Consideration of scale in bird–fire research
Birds are highly mobile organisms, and the apparent responses of birds to fire depend on the spatial scale at which predictor variables are expressed (Kelly et al. 2017) and bird responses are measured (Burgess and Maron 2016). Accordingly, study sites, or the areas within which fire history is quantified in relation to the location where bird assemblages are surveyed, need to be of a size and shape that match species home ranges/space use and the ecological effects of fire on the habitat. The responses of vertebrates, including birds, to fire frequency were stronger within a region than when considered across multiple regions (Kelly et al. 2017). Over larger areas it is likely that there is greater variation in other environmental factors that also influence bird distributions. Furthermore, birds respond to the effects of fire on attributes of habitat that exhibit high local variability, such as the average diameter of trees, or leaf litter depth (Kelly et al. 2017). The responses of foraging guilds to fire regimes and environmental attributes may also vary depending on whether bird responses are evaluated and expressed at the site or landscape scale. For instance, at the landscape scale, the extent of habitat with time since fire of >10 years had the strongest influence on richness of insectivores, frugivores and canopy species, but range in elevation was the best predictor of richness of these groups at the patch scale (Burgess and Maron 2016).
Unknown effects of fire regimes on rare and uncommon birds
The long-term preservation of species is the fundamental aim in conservation management at local, regional and global scales, but many species are rare, necessitating targeted approaches to monitoring their distributions (Jeliazkov et al. 2022). When a population is small and a species occurs at low levels in the landscape, there is potential for the attribution of null fire responses to that species, which are inaccurate in a broader context (Connell et al. 2022). To better understand the risk of extinction of rare species under changing fire regimes, study designs should be based on what is known about individual species ecology. For example, call playback can be an effective method of detecting rare species in vegetation communities they are known to occupy (Brown et al. 2009).
The distribution of a rare species in a landscape is influenced by the combination of its local density, and the extent to which it is spatially dispersed or clumped within a narrow or broad range, hence species can be characterised by their type of rarity (Rabinowitz 1981).
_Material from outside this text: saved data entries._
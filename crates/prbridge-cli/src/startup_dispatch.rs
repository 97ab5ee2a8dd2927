use std::sync::Arc;

use anyhow::{Context, Result};
use prbridge_ai::{OpenAiResponsesClient, OpenAiResponsesConfig};
use prbridge_github_issues_runtime::{BridgeOutcome, BridgeRuntimeConfig, IssueCommentBridge};

use crate::cli_args::Cli;
use crate::startup_preflight::{resolve_bridge_inputs, ResolvedBridgeInputs};

pub(crate) fn build_bridge_runtime_config(
    cli: &Cli,
    inputs: &ResolvedBridgeInputs,
) -> Result<BridgeRuntimeConfig> {
    let mut model_config = OpenAiResponsesConfig::with_api_key(inputs.openai_api_key.clone());
    model_config.api_base = cli.openai_api_base.clone();
    model_config.request_timeout_ms = cli.model_timeout_ms;
    let client =
        OpenAiResponsesClient::new(model_config).context("failed to create completion client")?;

    Ok(BridgeRuntimeConfig {
        client: Arc::new(client),
        model: cli.model.trim().to_string(),
        repo_slug: inputs.repo.as_slug(),
        issue_number: inputs.issue_number,
        base_branch: cli.base_branch.trim().to_string(),
        api_base: cli.github_api_base.clone(),
        token: inputs.github_token.clone(),
        request_timeout_ms: cli.github_timeout_ms,
        command_prefix: cli.command_prefix.trim().to_string(),
        allowlist: inputs.allowlist.clone(),
    })
}

pub(crate) async fn run_cli(cli: Cli) -> Result<BridgeOutcome> {
    let inputs = resolve_bridge_inputs(&cli)?;
    tracing::info!(
        repo = %inputs.repo.as_slug(),
        issue = inputs.issue_number,
        model = %cli.model,
        base_branch = %cli.base_branch,
        allowed_prefixes = %inputs.allowlist.display_list(),
        "starting issue comment bridge"
    );
    let config = build_bridge_runtime_config(&cli, &inputs)?;
    let bridge = IssueCommentBridge::new(config)?;
    bridge.handle_comment(&inputs.comment_body).await
}
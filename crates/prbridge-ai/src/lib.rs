//! Completion-service client surface for the issue-comment PR bridge.
mod openai;
mod retry;
mod types;

pub use openai::{
    parse_responses_output_text, OpenAiResponsesClient, OpenAiResponsesConfig,
    DEFAULT_OPENAI_API_BASE,
};
pub use retry::{
    backoff_delay_ms, is_transient_status, new_request_id, retry_delay_ms, BACKOFF_UNIT_MS,
    JITTER_MAX_MS, MAX_ATTEMPTS, MAX_BACKOFF_MULTIPLIER, TRANSIENT_STATUSES,
};
pub use types::{CompletionClient, CompletionRequest, ModelError};
#![no_main]

use libfuzzer_sys::fuzz_target;
use prbridge_github_issues::issue_command_parser::{
    parse_bridge_command, ParsedBridgeCommand, DEFAULT_COMMAND_PREFIX,
};

fuzz_target!(|data: &[u8]| {
    let body = String::from_utf8_lossy(data);
    match parse_bridge_command(&body, DEFAULT_COMMAND_PREFIX) {
        None => {}
        Some(ParsedBridgeCommand::Usage { .. }) => {
            assert!(body.trim_start().len() >= DEFAULT_COMMAND_PREFIX.len());
        }
        Some(ParsedBridgeCommand::Run(command)) => {
            assert!(!command.request_text.trim().is_empty());
            assert_eq!(command.request_text, command.request_text.trim());
            assert!(body.contains(command.request_text.as_str()));
        }
    }
});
Tailored sampling and modelling approaches should be incorporated in designs of studies focused on rare species responses to fire, depending on the type of rarity (Jeliazkov et al. 2022). For example, random sampling across a region may not yield sufficient observations to model fire responses of a rare species with a spatially clumped distribution (Jeliazkov et al. 2022). To maximise the effectiveness of sampling effort and minimise research costs, the methodology for data collection needs to be optimal for the target species. For example, programmable acoustic recorders can capture extended temporal samples in the field at very low cost once deployed, thus increasing the potential for detection of rare species through their calls (Franklin et al. 2021b). This functionality is complemented by the ongoing, rapid development of methods for automated processing of large acoustic datasets to identify individual species (Darras et al. 2019).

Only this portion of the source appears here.